- _What to work on_: Which lines below contain "width"? Copy every one of them.

- _Records for processing_:
════
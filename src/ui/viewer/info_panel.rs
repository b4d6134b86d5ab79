// SPDX-License-Identifier: MPL-2.0
//! Publisher and contact panel, with the language and theme choices.

use crate::i18n::I18n;
use crate::ui::design_tokens::{sizing, spacing, typography};
use crate::ui::styles;
use crate::ui::theming::ThemeMode;
use crate::ui::viewer::component::Message;
use iced::widget::{button, rule, tooltip, Column, Container, Row, Space, Text};
use iced::{alignment::Vertical, Element, Length};

/// Publisher contact numbers.
pub const PHONE_NUMBERS: [&str; 2] = ["9425478846", "9770872087"];

pub struct ViewContext<'a> {
    pub i18n: &'a I18n,
    pub theme_mode: ThemeMode,
}

pub fn view<'a>(ctx: ViewContext<'a>) -> Element<'a, Message> {
    let i18n = ctx.i18n;

    let publisher = Column::new()
        .spacing(spacing::XXS)
        .push(Text::new(i18n.tr("info-publisher")).size(typography::TITLE_SM))
        .push(Text::new(i18n.tr("info-availability")).size(typography::BODY))
        .push(Text::new(i18n.tr("info-address")).size(typography::BODY));

    let phones = PHONE_NUMBERS
        .iter()
        .fold(Column::new().spacing(spacing::XS), |column, &number| {
            column.push(phone_row(i18n, number))
        });

    let current_locale = i18n.current_locale().to_string();
    let languages = i18n.available_locales.iter().fold(
        Row::new().spacing(spacing::XS),
        |row, locale| {
            let code = locale.to_string();
            let style = if code == current_locale {
                styles::button::selected
            } else {
                styles::button::unselected
            };
            let label = i18n.tr(&format!("language-name-{code}"));
            row.push(
                button(Text::new(label))
                    .on_press(Message::SetLanguage(code))
                    .style(style),
            )
        },
    );

    let themes = ThemeMode::ALL
        .iter()
        .fold(Row::new().spacing(spacing::XS), |row, &mode| {
            let style = if mode == ctx.theme_mode {
                styles::button::selected
            } else {
                styles::button::unselected
            };
            row.push(
                button(Text::new(i18n.tr(mode.label_key())))
                    .on_press(Message::SetTheme(mode))
                    .style(style),
            )
        });

    let close = button(Text::new(i18n.tr("close-button")))
        .on_press(Message::CloseOverlay)
        .style(styles::button::link);

    Container::new(
        Column::new()
            .spacing(spacing::MD)
            .push(publisher)
            .push(phones)
            .push(rule::horizontal(1))
            .push(labeled(i18n.tr("info-language"), languages))
            .push(labeled(i18n.tr("info-theme"), themes))
            .push(close),
    )
    .width(Length::Fixed(sizing::PANEL_WIDTH))
    .padding(spacing::LG)
    .style(styles::container::panel)
    .into()
}

fn phone_row<'a>(i18n: &'a I18n, number: &'static str) -> Element<'a, Message> {
    let call = tooltip(
        button(Text::new(number).size(typography::BODY))
            .on_press(Message::CallPhone(number))
            .style(styles::button::link),
        Text::new(i18n.tr("info-call-tooltip")).size(typography::CAPTION),
        tooltip::Position::Top,
    );

    Row::new()
        .spacing(spacing::XS)
        .align_y(Vertical::Center)
        .push(Text::new(i18n.tr("info-phone-label")).size(typography::BODY))
        .push(call)
        .push(Space::new().width(Length::Fill))
        .push(
            button(Text::new(i18n.tr("info-copy")).size(typography::CAPTION))
                .on_press(Message::CopyPhone(number))
                .style(styles::button::unselected),
        )
        .into()
}

fn labeled<'a>(label: String, content: Row<'a, Message>) -> Element<'a, Message> {
    Column::new()
        .spacing(spacing::XXS)
        .push(Text::new(label).size(typography::CAPTION))
        .push(content)
        .into()
}

#[cfg(test)]
mod tests {
    use super::*;

    #[test]
    fn phone_numbers_are_ten_digits() {
        for number in PHONE_NUMBERS {
            assert_eq!(number.len(), 10);
            assert!(number.chars().all(|c| c.is_ascii_digit()));
        }
    }

    #[test]
    fn every_locale_has_a_display_name() {
        let i18n = I18n::default();
        for locale in &i18n.available_locales {
            let key = format!("language-name-{locale}");
            assert_ne!(i18n.tr(&key), format!("MISSING: {key}"));
        }
    }

    #[test]
    fn info_panel_renders() {
        let i18n = I18n::default();
        let _element = view(ViewContext {
            i18n: &i18n,
            theme_mode: ThemeMode::System,
        });
    }
}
════
- _Written solution_:
    .width(Length::Fixed(sizing::PANEL_WIDTH))
        .push(Space::new().width(Length::Fill))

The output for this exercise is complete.